◆ ASSIGNED TASK ◆
How many lines of these entries hold the string "AppState"? Answer with the number alone.

◆ EXTRACTED INFORMATION ◆
- - - - -

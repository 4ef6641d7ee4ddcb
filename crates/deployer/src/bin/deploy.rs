/// Deploys the SecureSwapDEX contract and prints its address.
///
/// The deployment is configured through `DEPLOYER_*` environment variables
/// (or a `.env` file). Without `DEPLOYER_ETHEREUM_URL`, a local anvil node is
/// spun up for the duration of the run. Logs go to stderr and are filtered
/// with `RUST_LOG`, so stdout only carries the deployed address.
use deployer::{
    artifacts::ArtifactStore,
    chain::Chain,
    config::DeployerConfig,
    deploy::{run, EthersFramework},
};
use eyre::Result;
use tracing_subscriber::EnvFilter;

#[tokio::main]
async fn main() -> Result<()> {
    let config = DeployerConfig::from_env()?;
    tracing_subscriber::fmt()
        .with_env_filter(EnvFilter::try_from_default_env().unwrap_or_else(|_| EnvFilter::new("warn")))
        .with_writer(std::io::stderr)
        .init();

    // Connect to the chain and get a client for the deployer.
    let chain = Chain::connect(config.ethereum_url.clone(), config.poll_interval()).await?;
    let client = chain.client(config.signer()?).await?;

    // Deploy the contract.
    let framework = EthersFramework::new(ArtifactStore::new(config.artifacts.clone()), client)
        .confirmations(config.confirmations)
        .poll_interval(config.poll_interval());
    run(&framework, &mut std::io::stdout()).await?;

    Ok(())
}
use std::{path::PathBuf, time::Duration};

use ethers::signers::{coins_bip39::English, LocalWallet, MnemonicBuilder};
use eyre::{bail, Result, WrapErr};
use serde::Deserialize;

/// Every setting is read from a `DEPLOYER_`-prefixed environment variable,
/// e.g. `DEPLOYER_ETHEREUM_URL`.
pub const ENV_PREFIX: &str = "DEPLOYER_";

/// The mnemonic that anvil and hardhat fund by default.
pub const DEV_MNEMONIC: &str = "test test test test test test test test test test test junk";

/// Settings for a deployment run.
#[derive(Clone, Debug, Deserialize)]
#[serde(default)]
pub struct DeployerConfig {
    // network configuration
    /// The node to deploy to. A local anvil node is spawned when unset.
    pub ethereum_url: Option<String>,
    pub poll_interval_ms: u64,
    pub confirmations: usize,
    // account configuration
    /// Takes precedence over the mnemonic.
    pub private_key: Option<String>,
    pub mnemonic: String,
    pub account_index: u32,
    // artifact configuration
    pub artifacts: PathBuf,
}

impl Default for DeployerConfig {
    fn default() -> Self {
        Self {
            // network configuration
            ethereum_url: None,
            poll_interval_ms: 250,
            confirmations: 1,
            // account configuration
            private_key: None,
            mnemonic: DEV_MNEMONIC.to_string(),
            account_index: 0,
            // artifact configuration
            artifacts: PathBuf::from("artifacts"),
        }
    }
}

impl DeployerConfig {
    /// Loads the configuration from the process environment. A `.env` file in
    /// the working directory is read first if there is one.
    pub fn from_env() -> Result<Self> {
        dotenvy::dotenv().ok();
        Self::from_vars(std::env::vars())
    }

    /// Loads the configuration from a set of key-value pairs. Keys without
    /// the `DEPLOYER_` prefix are ignored.
    pub fn from_vars<I>(vars: I) -> Result<Self>
    where
        I: IntoIterator<Item = (String, String)>,
    {
        let config: Self = envy::prefixed(ENV_PREFIX)
            .from_iter(vars)
            .wrap_err("invalid deployer configuration")?;
        config.validate()?;
        Ok(config)
    }

    pub fn validate(&self) -> Result<()> {
        if self.confirmations == 0 {
            bail!("{}CONFIRMATIONS must be at least 1", ENV_PREFIX);
        }
        if self.poll_interval_ms == 0 {
            bail!("{}POLL_INTERVAL_MS must be at least 1", ENV_PREFIX);
        }
        if self.mnemonic.trim().is_empty() && self.private_key.is_none() {
            bail!(
                "either {}PRIVATE_KEY or {}MNEMONIC must be set",
                ENV_PREFIX,
                ENV_PREFIX
            );
        }
        Ok(())
    }

    pub fn poll_interval(&self) -> Duration {
        Duration::from_millis(self.poll_interval_ms)
    }

    /// The wallet that signs the deployment.
    pub fn signer(&self) -> Result<LocalWallet> {
        match &self.private_key {
            Some(private_key) => private_key
                .trim()
                .parse::<LocalWallet>()
                .wrap_err_with(|| format!("{}PRIVATE_KEY is not a valid private key", ENV_PREFIX)),
            None => MnemonicBuilder::<English>::default()
                .phrase(self.mnemonic.as_str())
                .index(self.account_index)?
                .build()
                .wrap_err_with(|| {
                    format!(
                        "failed to derive account {} from {}MNEMONIC",
                        self.account_index, ENV_PREFIX
                    )
                }),
        }
    }
}
mod geocode;
mod places;

use std::sync::Arc;

use axum::{
    extract::State,
    http::{header, HeaderName, Method, StatusCode},
    response::IntoResponse,
    routing::get,
    Extension, Json, Router,
};
use chrono::{DateTime, Utc};
use serde::Serialize;
use tower::ServiceBuilder;
use tower_http::{cors::CorsLayer, trace::TraceLayer};
use wanderlust_places::PlacesService;

use crate::middleware::{enforce_rate_limit, request_id, RateLimitState, RequestId};

#[derive(Clone)]
pub struct AppState {
    pub places: Arc<PlacesService>,
}

#[derive(Debug, Serialize)]
pub struct ApiResponse<T: Serialize> {
    pub data: T,
    pub meta: ResponseMeta,
}

#[derive(Debug, Serialize)]
pub struct ResponseMeta {
    pub request_id: String,
    pub timestamp: DateTime<Utc>,
}

#[derive(Debug, Serialize)]
pub struct ApiError {
    pub error: ErrorBody,
    pub meta: ResponseMeta,
}

#[derive(Debug, Serialize)]
pub struct ErrorBody {
    pub code: String,
    pub message: String,
}

#[derive(Debug, Serialize, PartialEq, Eq)]
struct HealthData {
    status: &'static str,
    message: &'static str,
    google_maps_enabled: bool,
}

impl ResponseMeta {
    pub(super) fn new(request_id: String) -> Self {
        Self {
            request_id,
            timestamp: Utc::now(),
        }
    }
}

impl<T: Serialize> ApiResponse<T> {
    pub(super) fn new(request_id: String, data: T) -> Self {
        Self {
            data,
            meta: ResponseMeta::new(request_id),
        }
    }
}

impl ApiError {
    pub fn new(
        request_id: impl Into<String>,
        code: impl Into<String>,
        message: impl Into<String>,
    ) -> Self {
        Self {
            error: ErrorBody {
                code: code.into(),
                message: message.into(),
            },
            meta: ResponseMeta::new(request_id.into()),
        }
    }
}

impl IntoResponse for ApiError {
    fn into_response(self) -> axum::response::Response {
        let status = match self.error.code.as_str() {
            "not_found" => StatusCode::NOT_FOUND,
            "bad_request" | "validation_error" => StatusCode::BAD_REQUEST,
            "rate_limited" => StatusCode::TOO_MANY_REQUESTS,
            _ => StatusCode::INTERNAL_SERVER_ERROR,
        };
        (status, Json(self)).into_response()
    }
}

pub(super) const MAX_LIMIT: i64 = 60;

/// Parses a `limit` query value. Missing or unparseable values fall back to
/// `default`; everything else is clamped to `1..=MAX_LIMIT`.
pub(super) fn normalize_limit(raw: Option<&str>, default: usize) -> usize {
    raw.and_then(|v| v.trim().parse::<i64>().ok())
        .and_then(|v| usize::try_from(v.clamp(1, MAX_LIMIT)).ok())
        .unwrap_or(default)
}

/// Trimmed, non-empty value of an optional query parameter.
pub(super) fn non_blank(raw: Option<&str>) -> Option<&str> {
    raw.map(str::trim).filter(|v| !v.is_empty())
}

fn build_cors() -> CorsLayer {
    CorsLayer::new()
        .allow_origin(tower_http::cors::Any)
        .allow_methods([Method::GET, Method::OPTIONS])
        .allow_headers([
            header::CONTENT_TYPE,
            HeaderName::from_static("x-request-id"),
        ])
}

fn rate_limited_router(rate_limit: RateLimitState) -> Router<AppState> {
    Router::new()
        .route(
            "/api/search/destinations",
            get(places::search_destinations),
        )
        .route("/api/destinations", get(places::popular_destinations))
        .route("/api/places/nearby", get(places::nearby_places))
        .route("/api/places/{place_id}", get(places::place_details))
        .route("/api/geocode", get(geocode::geocode_address))
        .layer(axum::middleware::from_fn_with_state(
            rate_limit,
            enforce_rate_limit,
        ))
}

pub fn build_app(state: AppState, rate_limit: RateLimitState) -> Router {
    let public_routes = Router::new().route("/api/health", get(health));

    Router::new()
        .merge(public_routes)
        .merge(rate_limited_router(rate_limit))
        .layer(
            ServiceBuilder::new()
                .layer(TraceLayer::new_for_http())
                .layer(build_cors())
                .layer(axum::middleware::from_fn(request_id)),
        )
        .with_state(state)
}

async fn health(
    State(state): State<AppState>,
    Extension(req_id): Extension<RequestId>,
) -> impl IntoResponse {
    Json(ApiResponse::new(
        req_id.0,
        HealthData {
            status: "healthy",
            message: "Wanderlust API is running",
            google_maps_enabled: state.places.is_live(),
        },
    ))
}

- - - - -

◆ RESPONSE BOX ◆
4